Segment Start: Given information

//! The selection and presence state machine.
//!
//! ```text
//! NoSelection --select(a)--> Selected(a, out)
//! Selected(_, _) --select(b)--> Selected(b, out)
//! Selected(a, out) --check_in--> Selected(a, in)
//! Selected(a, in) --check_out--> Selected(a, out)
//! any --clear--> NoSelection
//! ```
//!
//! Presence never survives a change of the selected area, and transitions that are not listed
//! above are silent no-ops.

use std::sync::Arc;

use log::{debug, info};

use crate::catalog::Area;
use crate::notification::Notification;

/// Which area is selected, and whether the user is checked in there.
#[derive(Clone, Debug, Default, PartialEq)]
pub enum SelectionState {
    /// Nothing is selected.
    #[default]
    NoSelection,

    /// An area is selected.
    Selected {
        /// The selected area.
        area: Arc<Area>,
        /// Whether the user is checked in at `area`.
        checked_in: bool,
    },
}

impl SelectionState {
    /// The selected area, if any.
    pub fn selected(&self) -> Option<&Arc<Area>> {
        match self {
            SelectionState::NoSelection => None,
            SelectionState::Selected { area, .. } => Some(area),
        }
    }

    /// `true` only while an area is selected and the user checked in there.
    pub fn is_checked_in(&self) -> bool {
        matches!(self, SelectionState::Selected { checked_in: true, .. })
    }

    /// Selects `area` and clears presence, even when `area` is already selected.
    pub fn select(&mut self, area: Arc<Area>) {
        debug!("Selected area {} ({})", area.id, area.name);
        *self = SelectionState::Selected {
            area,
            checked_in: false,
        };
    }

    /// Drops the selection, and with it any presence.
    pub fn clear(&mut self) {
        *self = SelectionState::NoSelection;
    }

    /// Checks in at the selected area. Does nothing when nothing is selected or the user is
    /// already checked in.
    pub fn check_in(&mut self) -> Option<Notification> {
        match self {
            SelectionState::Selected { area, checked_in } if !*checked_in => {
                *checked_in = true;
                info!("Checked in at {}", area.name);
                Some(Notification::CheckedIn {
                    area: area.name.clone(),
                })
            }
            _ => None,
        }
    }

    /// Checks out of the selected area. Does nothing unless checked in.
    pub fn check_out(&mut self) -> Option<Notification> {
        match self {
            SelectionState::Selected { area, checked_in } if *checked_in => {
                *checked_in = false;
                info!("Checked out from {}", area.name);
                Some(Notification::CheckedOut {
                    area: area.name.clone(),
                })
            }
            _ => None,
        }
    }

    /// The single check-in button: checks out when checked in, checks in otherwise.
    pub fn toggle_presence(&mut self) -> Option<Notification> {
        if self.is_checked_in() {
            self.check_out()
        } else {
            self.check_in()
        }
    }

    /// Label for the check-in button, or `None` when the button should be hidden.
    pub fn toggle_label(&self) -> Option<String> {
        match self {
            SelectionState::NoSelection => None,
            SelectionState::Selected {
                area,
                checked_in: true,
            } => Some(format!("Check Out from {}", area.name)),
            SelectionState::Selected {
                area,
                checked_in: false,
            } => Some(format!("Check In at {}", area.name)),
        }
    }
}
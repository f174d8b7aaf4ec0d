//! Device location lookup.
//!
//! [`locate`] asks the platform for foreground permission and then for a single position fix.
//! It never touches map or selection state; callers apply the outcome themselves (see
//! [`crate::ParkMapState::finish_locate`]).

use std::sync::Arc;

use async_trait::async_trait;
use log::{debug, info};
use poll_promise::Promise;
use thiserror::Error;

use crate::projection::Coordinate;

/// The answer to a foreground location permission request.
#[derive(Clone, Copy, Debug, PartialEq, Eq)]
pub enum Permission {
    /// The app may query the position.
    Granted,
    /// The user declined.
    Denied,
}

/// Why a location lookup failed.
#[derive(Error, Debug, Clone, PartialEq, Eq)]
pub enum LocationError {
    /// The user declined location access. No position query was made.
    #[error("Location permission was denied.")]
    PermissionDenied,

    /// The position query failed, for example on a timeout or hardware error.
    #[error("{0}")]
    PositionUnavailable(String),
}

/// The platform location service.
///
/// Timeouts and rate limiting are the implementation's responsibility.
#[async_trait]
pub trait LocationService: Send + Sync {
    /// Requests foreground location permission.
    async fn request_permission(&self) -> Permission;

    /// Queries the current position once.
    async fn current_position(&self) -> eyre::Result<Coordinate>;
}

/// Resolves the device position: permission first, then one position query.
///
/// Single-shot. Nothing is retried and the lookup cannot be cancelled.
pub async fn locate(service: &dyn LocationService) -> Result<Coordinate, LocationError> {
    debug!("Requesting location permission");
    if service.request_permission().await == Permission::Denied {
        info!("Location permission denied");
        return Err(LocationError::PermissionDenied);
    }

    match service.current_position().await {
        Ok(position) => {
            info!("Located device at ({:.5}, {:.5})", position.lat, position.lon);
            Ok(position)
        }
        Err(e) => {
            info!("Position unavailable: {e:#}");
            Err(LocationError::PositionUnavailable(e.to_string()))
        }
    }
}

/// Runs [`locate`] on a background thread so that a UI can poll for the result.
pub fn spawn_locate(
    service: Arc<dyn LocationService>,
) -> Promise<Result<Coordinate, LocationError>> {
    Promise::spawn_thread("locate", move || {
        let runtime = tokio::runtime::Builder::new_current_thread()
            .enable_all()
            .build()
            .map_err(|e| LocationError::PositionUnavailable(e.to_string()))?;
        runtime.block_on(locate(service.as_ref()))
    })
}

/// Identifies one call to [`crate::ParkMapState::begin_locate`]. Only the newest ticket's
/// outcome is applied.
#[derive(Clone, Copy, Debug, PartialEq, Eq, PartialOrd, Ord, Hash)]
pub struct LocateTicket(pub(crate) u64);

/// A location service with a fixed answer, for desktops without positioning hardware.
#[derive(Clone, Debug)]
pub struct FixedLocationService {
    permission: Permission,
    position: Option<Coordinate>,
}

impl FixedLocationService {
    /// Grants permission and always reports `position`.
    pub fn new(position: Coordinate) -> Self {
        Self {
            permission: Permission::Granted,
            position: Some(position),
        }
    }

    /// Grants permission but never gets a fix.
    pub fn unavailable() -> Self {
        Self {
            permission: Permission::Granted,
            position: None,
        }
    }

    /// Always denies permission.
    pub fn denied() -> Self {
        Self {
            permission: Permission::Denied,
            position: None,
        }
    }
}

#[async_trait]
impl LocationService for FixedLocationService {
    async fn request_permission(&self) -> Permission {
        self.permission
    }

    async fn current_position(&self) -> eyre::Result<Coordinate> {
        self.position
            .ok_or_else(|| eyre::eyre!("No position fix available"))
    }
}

Segment End: Given information

*Task goal:*
Report each line of the data that includes the string "button".

*Reply to the task:*
    /// The single check-in button: checks out when checked in, checks in otherwise.
    /// Label for the check-in button, or `None` when the button should be hidden.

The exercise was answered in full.